1. Build OCR pipeline to extract text from image
1. Criteria
- OCR pipeline should accept a Vietnamese handwritten image and return the corresponding formatted text string
- Submission includes a model weights file (.pt, .bin, etc.), and the code that reads an image from disk and returns a string
2. Dataset
- Cinnamon: https://drive.google.com/drive/folders/1Qa2YA6w6V5MaNV-qxqhsHHoYFRK5JB39
- VNonDB
3. Resources
- Image processing methods for handwritten images: https://medium.com/lumenore/build-an-ocr-system-from-scratch-in-python-69c08e78de2
- https://pbcquoc.github.io/vietnamese-ocr
4. Notes
- Image should be pre-processed with image processing methods: sharpen, threshold, align
2. Build embedding system to embed extracted text into vectors
1. Criteria
- Embedding system should accept a text string and return the corresponding embedded vector
- Submission includes a model weights file (.pt, .bin, etc.), and the code that accepts a string and return a vector
2. Resources
3. Notes
- Need to understand different methods on how to train
- Can use pre-trained models such as BERT or PhoBERT for VNmese
3. Build vector similar search system to search for similar vectors
1. Criteria
- Vector similar search system should accept a vector and return top_k similar vectors
2. Resources
- https://labelbox.com/blog/how-vector-similarity-search-works/
4. Notes:
- Can use a pre-built db (qdrant, chroma, etc.) but need to understand how it works, e.g. indexing algorithms, searching algorithms, etc.
- Implement a custom db if possible
4. Build QA system with LLMs to interact with user
1. Criteria
- QA system should accept a query and return an answer
- When a question is asked, embed it into a vector and find a similar vector, then use the text of that vector to input into LLM
2. Resources
- https://medium.com/@murtuza753/using-llama-2-0-faiss-and-langchain-for-question-answering-on-your-own-data-682241488476
5. Build a simple web app
1. Criteria
- User should be able to upload an image, enter a question, and receive an answer
2. Resources
- Streamlit/gradio
## Timeline
### 14 Sep - 17 Sep
1. Learn/revise OCR and basic image processing techniques
- How to manipulate image using Python, e.g. read/write image, convert to numpy, convert png to jpeg & vice versa, change brightness, contrast, etc.?

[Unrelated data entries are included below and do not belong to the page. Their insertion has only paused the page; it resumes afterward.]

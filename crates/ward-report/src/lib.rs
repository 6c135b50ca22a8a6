pub mod cache;
pub mod readers;
pub mod writers;

pub use cache::ArtifactCache;
pub use readers::{read_json_opt, read_kpi_summary, read_model_metrics};
pub use writers::{write_frame_csv, write_json_pretty, write_rows_csv};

- Which techniques can be applied to enhance the image quality for DL models, e.g. sharpening, thresholding, text aligning, etc.?

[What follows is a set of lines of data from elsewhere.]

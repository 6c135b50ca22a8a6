//! Department and weekly group-by aggregates.

use std::collections::BTreeMap;

use chrono::NaiveDate;
use polars::prelude::*;

use ward_ingest::{f64_column, i64_column, str_column};
use ward_model::{DATE_FORMAT, DepartmentSummary, WeeklyTrend, columns, round_dp};

use crate::error::{Result, TransformError};

#[derive(Debug, Default)]
struct DeptAcc {
    admissions: u64,
    stay_sum: f64,
    stay_count: u64,
    readmit_sum: f64,
    readmit_count: u64,
    cost_sum: f64,
    cost_count: u64,
    icu_sum: f64,
    icu_count: u64,
}

fn mean(sum: f64, count: u64) -> f64 {
    sum / count as f64
}

/// Aggregates one summary row per distinct department, in department order.
pub fn department_summary(frame: &DataFrame) -> Result<Vec<DepartmentSummary>> {
    let departments = str_column(frame, columns::DEPARTMENT)?;
    let stays = i64_column(frame, columns::LENGTH_OF_STAY)?;
    let readmitted = i64_column(frame, columns::READMITTED)?;
    let costs = f64_column(frame, columns::TREATMENT_COST)?;
    let icu_flags = i64_column(frame, columns::ICU_FLAG)?;

    let mut groups: BTreeMap<String, DeptAcc> = BTreeMap::new();
    for idx in 0..frame.height() {
        let department = departments.get(idx).unwrap_or("").to_string();
        let acc = groups.entry(department).or_default();
        acc.admissions += 1;
        if let Some(stay) = stays.get(idx) {
            acc.stay_sum += stay as f64;
            acc.stay_count += 1;
        }
        if let Some(flag) = readmitted.get(idx) {
            acc.readmit_sum += flag as f64;
            acc.readmit_count += 1;
        }
        if let Some(cost) = costs.get(idx) {
            acc.cost_sum += cost;
            acc.cost_count += 1;
        }
        if let Some(flag) = icu_flags.get(idx) {
            acc.icu_sum += flag as f64;
            acc.icu_count += 1;
        }
    }

    Ok(groups
        .into_iter()
        .map(|(department, acc)| DepartmentSummary {
            department,
            admissions: acc.admissions,
            avg_length_of_stay: round_dp(mean(acc.stay_sum, acc.stay_count), 3),
            readmission_rate: round_dp(mean(acc.readmit_sum, acc.readmit_count), 3),
            avg_treatment_cost: round_dp(mean(acc.cost_sum, acc.cost_count), 3),
            icu_rate: round_dp(mean(acc.icu_sum, acc.icu_count), 3),
        })
        .collect())
}

#[derive(Debug, Default)]
struct WeekAcc {
    admissions: u64,
    cost_sum: f64,
    cost_count: u64,
}

/// Aggregates one trend row per admission week, ascending by week start.
///
/// Rows without an admission week are left out of the trend.
pub fn weekly_trend(frame: &DataFrame) -> Result<Vec<WeeklyTrend>> {
    let weeks = str_column(frame, columns::ADMISSION_WEEK)?;
    let costs = f64_column(frame, columns::TREATMENT_COST)?;

    let mut groups: BTreeMap<NaiveDate, WeekAcc> = BTreeMap::new();
    for idx in 0..frame.height() {
        let Some(raw) = weeks.get(idx) else {
            continue;
        };
        let week = NaiveDate::parse_from_str(raw, DATE_FORMAT).map_err(|_| {
            TransformError::InvalidDate {
                column: columns::ADMISSION_WEEK.to_string(),
                value: raw.to_string(),
            }
        })?;
        let acc = groups.entry(week).or_default();
        acc.admissions += 1;
        if let Some(cost) = costs.get(idx) {
            acc.cost_sum += cost;
            acc.cost_count += 1;
        }
    }

    Ok(groups
        .into_iter()
        .map(|(admission_week, acc)| WeeklyTrend {
            admission_week,
            admissions: acc.admissions,
            avg_treatment_cost: mean(acc.cost_sum, acc.cost_count),
        })
        .collect())
}

#[cfg(test)]
mod tests {
    use super::*;

    fn aggregate_frame() -> DataFrame {
        DataFrame::new(vec![
            Series::new(
                columns::DEPARTMENT.into(),
                vec!["Oncology", "Cardiology", "Oncology", "Cardiology"],
            )
            .into(),
            Series::new(
                columns::ADMISSION_WEEK.into(),
                vec!["2025-01-13", "2025-01-06", "2025-01-06", "2025-01-06"],
            )
            .into(),
            Series::new(columns::LENGTH_OF_STAY.into(), vec![2i64, 4, 6, 2]).into(),
            Series::new(columns::READMITTED.into(), vec![1i64, 0, 0, 0]).into(),
            Series::new(
                columns::TREATMENT_COST.into(),
                vec![1000.0, 3000.0, 2000.0, 1000.0],
            )
            .into(),
            Series::new(columns::ICU_FLAG.into(), vec![0i64, 1, 1, 0]).into(),
        ])
        .unwrap()
    }

    #[test]
    fn department_rows_are_sorted_and_rounded() {
        let rows = department_summary(&aggregate_frame()).unwrap();
        assert_eq!(rows.len(), 2);
        assert_eq!(rows[0].department, "Cardiology");
        assert_eq!(rows[0].admissions, 2);
        assert_eq!(rows[0].avg_length_of_stay, 3.0);
        assert_eq!(rows[0].avg_treatment_cost, 2000.0);
        assert_eq!(rows[0].icu_rate, 0.5);
        assert_eq!(rows[1].department, "Oncology");
        assert_eq!(rows[1].readmission_rate, 0.5);
    }

    #[test]
    fn weekly_rows_ascend_and_cover_all_dated_records() {
        let rows = weekly_trend(&aggregate_frame()).unwrap();
        assert_eq!(rows.len(), 2);
        assert_eq!(
            rows[0].admission_week,
            NaiveDate::from_ymd_opt(2025, 1, 6).unwrap()
        );
        assert_eq!(rows[0].admissions, 3);
        assert_eq!(rows[0].avg_treatment_cost, 2000.0);
        assert_eq!(rows[1].admissions, 1);
        let total: u64 = rows.iter().map(|row| row.admissions).sum();
        assert_eq!(total, 4);
    }

    #[test]
    fn rows_without_week_are_skipped() {
        let frame = DataFrame::new(vec![
            Series::new(
                columns::ADMISSION_WEEK.into(),
                vec![Some("2025-01-06"), None],
            )
            .into(),
            Series::new(columns::TREATMENT_COST.into(), vec![1000.0, 2000.0]).into(),
        ])
        .unwrap();
        let rows = weekly_trend(&frame).unwrap();
        assert_eq!(rows.len(), 1);
        assert_eq!(rows[0].admissions, 1);
    }
}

- Which types of DL models can be applied to solve the OCR problem, e.g. what architecture, how many layers, why?
2. Learn/revise embedding in NLP
- What is embedding and why need to use embedding?
- What are the methods to embed a string into a vector?
3. Learn/revise vector similar search
- What is vector similar search? Why using vector search? Vector search vs other search, e.g. full-text search?
- What are the related algorithms?
- How to store those vectors?